Em um depoimento dado ao produtor e compositor Ronaldo Bôscoli, publicado na extinta revista Manchete em 1977, a cantora Gal Costa disse: “Minha boca é minha cortina”. Esse texto está reproduzido na fotobiografia Gal Costa, que foi lançada nesta semana.
Gal, na ocasião, antes de lançar mão dessa metáfora, falava do contorno de seus lábios que até hoje ela mesma faz questão de pintar cuidadosamente, mesmo quando tem um maquiador à disposição, reforçando algo que virou sua marca. Tão forte que o formato de sua boca virou um desenho estampado no fundo da piscina de sua casa no Rio de Janeiro, na qual viveu do final dos anos 1970 até metade da década de 1980. Época de desbunde.

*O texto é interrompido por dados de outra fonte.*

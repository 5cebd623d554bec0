//! ドメイン層
//!
//! - archive: tweets.jsの解析とキャッシュ
//! - filter: パターン照合・ページ分割・集計
//! - pattern: サイトパターンとキーワードの管理
//! - credentials: APIキーの管理
//! - deletion: 投稿の削除とエラーメッセージの翻訳

pub mod archive;
pub mod credentials;
pub mod deletion;
pub mod filter;
pub mod pattern;
use anyhow::{Context, Result};
use clap::Parser;
use tracing_subscriber::EnvFilter;
use xsweep::app::session::Session;
use xsweep::cli::{execute, print_result, run_shell, Cli, Command};
use xsweep::infra::api::x::ReqwestPlatformClient;
use xsweep::types::AppConfig;

const EVENT_FILTER_ENV_VAR: &str = "RUST_LOG";

/// ログ出力を初期化する（RUST_LOGが設定されていればそちらを優先）
fn init_tracing(verbose: bool) {
    let level = if verbose { "debug" } else { "info" };
    let filter = std::env::var(EVENT_FILTER_ENV_VAR)
        .ok()
        .and_then(|v| EnvFilter::try_new(v).ok())
        .unwrap_or_else(|| EnvFilter::new(format!("xsweep={}", level)));

    tracing_subscriber::fmt()
        .with_writer(std::io::stderr)
        .with_target(false)
        .compact()
        .with_env_filter(filter)
        .init();
}

#[tokio::main(flavor = "current_thread")]
async fn main() -> Result<()> {
    // 環境変数を読み込み（.envファイルがあれば使用）
    let _ = dotenvy::dotenv();

    let cli = Cli::parse();
    init_tracing(cli.verbose);

    let mut config = AppConfig::from_env().context("設定の読み込みに失敗しました")?;
    if let Some(dir) = &cli.data_dir {
        config = config.with_data_dir(dir);
    }
    tracing::debug!(?config, "設定を読み込みました");

    let client = ReqwestPlatformClient::new(&config.api_base_url, config.http_timeout_secs);
    let mut session = Session::open(&config, client);

    match cli.command {
        Command::Shell => run_shell(&mut session).await,
        command => {
            let result = execute(&mut session, command).await;
            print_result(&result);
            if result.is_err() {
                std::process::exit(1);
            }
            Ok(())
        }
    }
}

Organizado pelo jornalista e produtor musical Marcus Preto, pelo poeta e designer Omar Salomão e pelo crítico musical Leonardo Lichote, o livro destaca justamente o que Gal foi – e ainda é – capaz de fazer quando deixa cair esse pano. Reservada na vida íntima e de poucas palavras, Gal sempre se mostrou por meio de seu canto. Foi assim que ajudou a promover verdadeiras revoluções na música brasileira, reinventou-se inúmeras vezes e formou uma geração de cantoras.
Integrando textos antigos com outros escritos especialmente para a publicação, o livro, dessa maneira, se impõe como a primeira biografia (musical) da cantora. “Queríamos algo pop, assim como a Gal é. O visual também vai para esse lado. O assunto é ela na música. Não há divagação sobre outros temas ou grandes ensaios”, afirma Preto.
Gal diz ao Estadão que não opinou sobre as escolhas dos organizadores. Viu o livro em PDF e deu o aval para que ele fosse publicado. “Achei muito bonito e não pedi para que nada fosse mudado. Está como eles me mostraram, tiveram toda a liberdade.” Preto confirma.
As imagens foram garimpadas em acervos de jornais, revistas e com fotógrafos em uma pesquisa conduzida por Arlindo Hartz e Renato Vieira – esse último, jornalista, assina três textos para o livro. A cantora conta que se surpreendeu com o resultado. “Vi que encontraram coisas diferentes, fotos que eu nunca tinha visto e nem me lembrava de ter tirado.”
Nas páginas do livro, estão, por exemplo, cliques do lendário show Fa-tal, de 1971, o encontro com João Gilberto e Caetano Veloso para um especial de TV, os Doces Bárbaros, a exuberância do show Tropical e encontros com amigos como Tom Jobim, Chico Buarque, Erasmo Carlos, Milton Nascimento, Rita Lee e Elis Regina.
De pessoal, apenas – bonitas – fotos feitas pela atriz Lúcia Veríssimo, amiga próxima nos anos 1980. Entre cliques de viagens, um topless em uma praia deserta. Do palco, duas capturas da cantora entregue à música no show Baby Gal, um de seus grandes êxitos. Gal não contribui com as fotos. O motivo é simples: ela não as guarda. “Me pediram e eu não tinha nada. Meu álbum de fotografias, atualmente, é meu Instagram. As fotos ficam todas ali, coisas novas e antigas.”
JUVENTUDE
Não à toa Gal cita as redes sociais. É por meio delas que ela se mantém próxima de um público que se renova desde que ela lançou o álbum Recanto, de 2011, com canções e produção de Caetano Veloso, depois de uma fase mais revisionista. “Nesse momento, Caetano parece dizer: Gal é fundamental, dita padrões estéticos. Foi um corte”, lembra Preto. Tudo isso está contemplado no livro, assim como a presença fundamental do compositor em diferentes e decisivos momentos da carreira de Gal.
Foi natural que ela, nos álbuns subsequentes, Estratosférica, A Pele do Futuro e Nenhuma Dor, se aproximasse também de novos artistas. Em setembro, ela se apresentará com Rubel e Tim Bernardes no Coala Festival. Em dezembro, canta com Silva na companhia da Brasil Jazz Sinfônica – os ingressos já estão esgotados.
Gal vê tudo isso com entusiasmo: “Cantar cura quem canta e quem escuta. A música é um bálsamo. Essa é a minha missão, nasci com ela. E as pessoas se conectaram com isso durante todos esses anos. Acho bonito porque muita gente jovem tem vindo aos meus shows dizer isso. A minha geração segue como uma referência importante para essa garotada”.
As informações são do jornal O Estado de S. Paulo.